Ethylene oxide (EO) is widely used in the chemical industry and is also formed in humans through the metabolic oxidation of ethylene, generated during physiologic processes. EO is classified as a human carcinogen and is a direct acting alkylating agent, primarily forming N7-(2-hydroxyethyl)guanine (N7-HEG). To conduct accurate human risk assessments, it is vital to ascertain the relative contribution of endogenously versus exogenously derived DNA damage and identify the sources of background lesions. We have therefore defined in vivo dose-response relationships over a concentration range relevant to human EO exposures using a dual-isotope approach. By combining liquid chromatography-tandem mass spectrometry and high-performance liquid chromatography-accelerator mass spectrometry analysis, both the endogenous and exogenous N7-HEG adducts were quantified in tissues of [(14)C]EO-treated rats.

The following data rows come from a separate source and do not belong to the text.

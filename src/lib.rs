// Production-quality lints
#![warn(
    clippy::todo,
    clippy::unimplemented,
    clippy::dbg_macro,
    clippy::print_stdout,
    clippy::print_stderr
)]
// Deny truly dangerous patterns
#![deny(clippy::mem_forget)]
// Allow common patterns in library code
#![allow(clippy::missing_errors_doc, clippy::missing_panics_doc)]

//! # stepgen: step builders for Java classes
//!
//! Generates type-guided fluent builders ("step builders") and updaters
//! from descriptors of Java classes.
//!
//! ## Core Concept
//!
//! A **goal** is a constructor, a static or instance method, or a mutable
//! bean whose arguments should be supplied one at a time. For each goal
//! stepgen generates:
//!
//! - a **contract**: one nested interface per step, each with exactly one
//!   method, so the compiler enforces that every argument is supplied in
//!   order before the goal can be invoked
//! - an **implementation** of that contract, optionally recycled through a
//!   per-thread cache
//! - optionally an **updater**, seeded from an existing instance, whose
//!   setters may be called in any order
//!
//! All goals of one source class land in a single generated class named
//! after it (`Cube` → `CubeBuilders`).
//!
//! ## Quick Start
//!
//! ```rust,ignore
//! use stepgen::{Build, GeneratorConfig, Unit};
//!
//! let unit = Unit::from_yaml(r#"
//!   package: cube
//!   source: Cube
//!   builders: {}
//!   types:
//!     - name: Cube
//!       constructors:
//!         - params:
//!             - { name: width, type: String }
//!             - { name: length, type: "List<String>" }
//!           goal: { updater: true }
//! "#)?;
//!
//! let mut build = Build::new(GeneratorConfig::default());
//! let file = build.render(&unit)?;
//! assert_eq!(file.path.to_str(), Some("cube/CubeBuilders.java"));
//! ```
//!
//! Client code then reads:
//!
//! ```java
//! Cube cube = CubeBuilders.cubeBuilder().width("a").length(list);
//! ```
//!
//! ## Architecture
//!
//! ```text
//! ┌─────────────────────────────────────────────────────────────┐
//! │                                                             │
//! │  UNIT (YAML / JSON descriptor)                              │
//! │       │                                                     │
//! │       ├──► TypeModel::new(unit) ──► introspection           │
//! │       │                                                     │
//! │       ├──► analyse(unit, model) ──► Analysis (goals)        │
//! │       │                                                     │
//! │       ├──► generate(analysis) ──► GenerationUnit            │
//! │       │         (builder, updater, bean updater, generics)  │
//! │       │                                                     │
//! │       └──► Renderer::render(unit) ──► Java source           │
//! │                                                             │
//! └─────────────────────────────────────────────────────────────┘
//! ```
//!
//! Every failure is reported as an [`Error`]; analysis failures carry an
//! [`ErrorKind`] and the element that caused them.

// Input model
pub mod config;
pub mod error;
pub mod introspect;
pub mod model;
pub mod types;
pub mod util;

// Analysis
pub mod analyse;
pub mod goal;

// Generation
pub mod decl;
pub mod generate;
pub mod modules;
pub mod render;

// Re-exports
pub use analyse::{analyse, generated_name, Analysis};
pub use config::{GeneratorConfig, RenderOptions, CONFIG_FILE};
pub use error::{Error, ErrorKind, Result, ValidationError};
pub use generate::{generate, Build, GeneratedFile, GenerationUnit};
pub use goal::{GoalDescription, GoalDetails, Lifecycle};
pub use introspect::TypeModel;
pub use model::{schema, Unit};
pub use render::{Provenance, Renderer};
pub use types::{ClassName, TypeName};

/// Crate version
pub const VERSION: &str = env!("CARGO_PKG_VERSION");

Levels of [(14)C]N7-HEG induced in spleen, liver, and stomach DNA increased in a linear manner from 0.002 to 4 adducts/10(8) nucleotides. More importantly, the extent of damage arising through this route was insignificant compared with the background abundance of N7-HEG naturally present. However, at the two highest doses, [(14)C]EO exposure caused a significant increase in endogenous N7-HEG formation in liver and spleen, suggesting that EO can induce physiologic pathways responsible for ethylene generation in vivo and thereby indirectly promote N7-HEG production. We present evidence for a novel mechanism of adduct formation to explain this phenomenon, involving oxidative stress and 1-aminocyclopropane-1-carboxylic acid as a potential biosynthetic precursor to ethylene in mammalian cells. Based on the proposed pathway, N7-HEG may have potential as a biomarker of cellular oxidative stress.